But new tractors parked in front of high-budget, `Kerala-type' houses and youth riding brand new Passions and Liberos through the grimy roads suggest that there is something abnormal.
When a Kerala police team descended on the village 10 days ago and arrested a ragpicker on charges of burglary, a hint came of the source of income for construction of posh houses, requiring between Rs. 15 lakhs and 20 lakhs, built on 10 cents of land or even more.
Over 35 big houses have been built in this village and 10 others are in various stages of construction. But the ``owners'' have deserted most of these houses and settled elsewhere after the police raids.

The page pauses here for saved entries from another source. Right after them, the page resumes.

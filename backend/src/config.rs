use anyhow::anyhow;
use chrono_tz::Tz;
use serde::{Deserialize, Serialize};
use std::env;
use std::net::{IpAddr, Ipv4Addr, SocketAddr};

pub const DEFAULT_PORT: u16 = 5001;
pub const DEFAULT_TIME_ZONE: Tz = chrono_tz::America::New_York;
pub const DEFAULT_SERVICE_NAME: &str = "DateTime Webhook Service";
pub const DEFAULT_DISPLAY_NAME: &str = "DateTime Webhook para ElevenLabs";

#[derive(Debug, Clone, Serialize, Deserialize)]
pub struct Config {
    pub host: IpAddr,
    pub port: u16,
    pub time_zone: Tz,
    pub service_name: String,
    /// Name shown by the service descriptor at `/`.
    pub display_name: String,
}

impl Default for Config {
    fn default() -> Self {
        Config {
            host: IpAddr::V4(Ipv4Addr::UNSPECIFIED),
            port: DEFAULT_PORT,
            time_zone: DEFAULT_TIME_ZONE,
            service_name: DEFAULT_SERVICE_NAME.to_string(),
            display_name: DEFAULT_DISPLAY_NAME.to_string(),
        }
    }
}

impl Config {
    pub fn load() -> anyhow::Result<Self> {
        dotenvy::dotenv().ok();
        Self::load_from(|key| env::var(key).ok())
    }

    /// Builds the configuration from an arbitrary variable source.
    pub fn load_from<F>(lookup: F) -> anyhow::Result<Self>
    where
        F: Fn(&str) -> Option<String>,
    {
        let defaults = Config::default();

        let host = lookup("HOST")
            .and_then(|value| value.parse().ok())
            .unwrap_or(defaults.host);

        let port = lookup("PORT")
            .unwrap_or_else(|| DEFAULT_PORT.to_string())
            .parse()
            .unwrap_or(DEFAULT_PORT);

        let time_zone = match lookup("APP_TIMEZONE") {
            Some(name) => name
                .parse::<Tz>()
                .map_err(|_| anyhow!("Invalid APP_TIMEZONE value: {}", name))?,
            None => defaults.time_zone,
        };

        let service_name = lookup("SERVICE_NAME")
            .filter(|name| !name.trim().is_empty())
            .unwrap_or(defaults.service_name);

        let display_name = lookup("SERVICE_DISPLAY_NAME")
            .filter(|name| !name.trim().is_empty())
            .unwrap_or(defaults.display_name);

        Ok(Config {
            host,
            port,
            time_zone,
            service_name,
            display_name,
        })
    }

    pub fn bind_addr(&self) -> SocketAddr {
        SocketAddr::new(self.host, self.port)
    }
}

#[cfg(test)]
mod tests {
    use super::*;
    use std::collections::HashMap;

    fn load(vars: &[(&str, &str)]) -> anyhow::Result<Config> {
        let vars: HashMap<String, String> = vars
            .iter()
            .map(|(k, v)| (k.to_string(), v.to_string()))
            .collect();
        Config::load_from(|key| vars.get(key).cloned())
    }

    #[test]
    fn defaults_bind_all_interfaces_on_5001() {
        let cfg = load(&[]).unwrap();
        assert_eq!(cfg.bind_addr(), "0.0.0.0:5001".parse().unwrap());
        assert_eq!(cfg.time_zone, chrono_tz::America::New_York);
        assert_eq!(cfg.service_name, "DateTime Webhook Service");
    }

    #[test]
    fn port_and_zone_are_overridable() {
        let cfg = load(&[("PORT", "8080"), ("APP_TIMEZONE", "America/Sao_Paulo")]).unwrap();
        assert_eq!(cfg.port, 8080);
        assert_eq!(cfg.time_zone, chrono_tz::America::Sao_Paulo);
    }

    #[test]
    fn invalid_port_falls_back_to_default() {
        let cfg = load(&[("PORT", "not-a-port")]).unwrap();
        assert_eq!(cfg.port, DEFAULT_PORT);
    }

    #[test]
    fn invalid_time_zone_is_an_error() {
        let err = load(&[("APP_TIMEZONE", "Mars/Olympus")]).unwrap_err();
        assert!(err.to_string().contains("Mars/Olympus"));
    }

    #[test]
    fn blank_service_name_keeps_default() {
        let cfg = load(&[("SERVICE_NAME", "  ")]).unwrap();
        assert_eq!(cfg.service_name, DEFAULT_SERVICE_NAME);
    }

    #[test]
    fn display_name_is_overridable() {
        let cfg = load(&[]).unwrap();
        assert_eq!(cfg.display_name, DEFAULT_DISPLAY_NAME);

        let cfg = load(&[("SERVICE_DISPLAY_NAME", "Relógio do Agente")]).unwrap();
        assert_eq!(cfg.display_name, "Relógio do Agente");
        assert_eq!(cfg.service_name, DEFAULT_SERVICE_NAME);
    }
}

The villagers say the owners have either gone to their farms or migrated to Kerala in search of employment.
M.S. Murugaiah, sub-inspector (crime) attached to Panaivadalichathram station, says successive droughts have driven men, especially youth, out of this hamlet and most of them are labourers and ragpickers in Kerala.
They found ``greener pastures'' in secluded houses under lock and key, which yielded them a lot of money to construct big houses in their village and get costly household articles, including washing machines though water is a rare commodity. ``Yes, this village is a black spot,'' admits Mr. Murugaiah.
The panchayat president, A. Senthurpandian, admits that some youths have tarnished the image of the village, indulging in ``unwanted activities'' in Kerala.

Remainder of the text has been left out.